Which is fine! ...so long as you're advertising on a site with a bazillion people. If you're not, if your site has lower traffic overall (three users, lots of content), you're not going to be able to offset the reduced spending overall with enough numbers. That's why Facebook can continue to be flush, since it does have the bazillion eyeballs every few minutes, to keep the numbers dramatically high. It's also why Facebook keeps redesigning itself to smash up against any competitors like Google+, so it doesn't lose those numbers. Any other site -- *cough*livejournal*cough* -- that uses advertising to bolster its income is probably going to find itself losing revenue, as advertisers shy away from it.

(Tangentially: this is why Google's AdSense is so popular amongst advertisers and site owners. It compresses a whole bunch of small, low-traffic sites, into behemoths that combined can provide a bazillion eyeballs, which in turn makes them -- as a group -- attractive to advertisers, who just want the damn numbers.)

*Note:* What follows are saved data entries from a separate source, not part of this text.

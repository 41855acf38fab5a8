//! Domain error types.

use thiserror::Error;

/// Value object construction errors
#[derive(Debug, Clone, PartialEq, Eq, Error)]
pub enum ValueObjectError {
    #[error("room id must not be empty")]
    RoomIdEmpty,

    #[error("room id is too long ({0} characters)")]
    RoomIdTooLong(usize),

    #[error("display name must not be empty")]
    DisplayNameEmpty,

    #[error("display name is too long ({0} characters)")]
    DisplayNameTooLong(usize),
}

/// Room directory errors
#[derive(Debug, Clone, PartialEq, Eq, Error)]
pub enum RepositoryError {
    #[error("room '{0}' not found")]
    RoomNotFound(String),
}

/// Delivery errors for a single connection's outbound queue
#[derive(Debug, Clone, PartialEq, Eq, Error)]
pub enum MessagePushError {
    #[error("connection '{0}' is not registered")]
    ClientNotFound(String),

    #[error("outbound queue of connection '{0}' is full")]
    QueueFull(String),

    #[error("outbound queue of connection '{0}' is closed")]
    ChannelClosed(String),

    #[error("failed to encode message: {0}")]
    Encode(String),
}

/// Invalid connection lifecycle transition
#[derive(Debug, Clone, Copy, PartialEq, Eq, Error)]
#[error("invalid connection state transition: {from:?} -> {to:?}")]
pub struct ConnectionStateError {
    pub from: super::entity::ConnectionState,
    pub to: super::entity::ConnectionState,
}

Speaking of Livejournal, this is where you get into the latter-day model of the dot-com: the blend. This is the model you also see on Diigo, on Linkedin. There's a free level, where you're going to see lots of ads, and there's the paid models, which give you a few more benefits but with no ads. Instead of a system like Dreamwidth, where the paying customers are (hopefully) enough to offset the greatly-more free users, the ads are supposed to pay for the free users, and the paying customers are enough to pay only for themselves. Basically, this kind of blend is hedging its bets on advertising being enough to pay for everything -- plus, in some cases, the application is something that's enough of a useful, or valuable, service that a decent chunk of people would pay for it.

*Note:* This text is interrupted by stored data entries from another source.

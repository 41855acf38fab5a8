//! Data Transfer Objects (DTOs) for the room server.
//!
//! DTOs are organized by protocol:
//! - `websocket`: WebSocket message DTOs
//! - `http`: HTTP API response DTOs

pub mod conversion;
pub mod http;
pub mod websocket;
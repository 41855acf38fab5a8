//! Error types for the CLI peer.

use thiserror::Error;

/// Client-specific errors
#[derive(Debug, Error)]
pub enum ClientError {
    /// The server rejected the room token or display name
    #[error("Server rejected room '{room}' / name '{name}'")]
    Rejected { room: String, name: String },

    /// Connection error
    #[error("Connection error: {0}")]
    ConnectionError(String),

    /// Every reconnect attempt failed
    #[error("Failed to reconnect after {0} attempts")]
    ReconnectExhausted(u32),
}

[ETA: Technically, Linkedin is doing a variation on this, in that its ads are from its own users, such as companies and recruiters seeking employees from among the Linkedin user-group. So, still ads, but not the usual Facebook annoyance kind, being more Linkedin-related.]

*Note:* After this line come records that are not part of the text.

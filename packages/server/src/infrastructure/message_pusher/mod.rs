//! メッセージ送信（通知）の実装
//!
//! ## 概要
//!
//! このモジュールは `MessagePusher` trait の具体的な実装を提供します。
//!
//! ## 実装
//!
//! - `websocket`: WebSocket 送信タスクへの容量固定キューを使った実装

pub mod websocket;

pub use websocket::WebSocketMessagePusher;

There's another kind of blend, which is really just Facebook on steroids, as typified by Spiceworks. That company creates software for network management -- but the software is always free. Businesses are installing it, running it on internal servers and whatnot, but they're getting advertisements. Inside their company. Right: at your desk, at work, you're seeing ads. Talk about a captive audience -- it's your freaking job and you've still got to keep on those banner blinders.

But Spiceworks isn't entirely just free software bolstered by ads; it's also a social network. It's a big honking, complex, multi-layered BBS/forum, where people from across the IT industry can chat, provide help, ask questions, even look for jobs. And that part, also, is completely free, and Spiceworks is determined to keep it so. Again, the catch, as buried in an article from eCommerce Times:
Specifically, Spiceworks is beginning to harvest activity data from its growing population of users to produce interesting benchmark statistics that can help its customers better understand industry best practices.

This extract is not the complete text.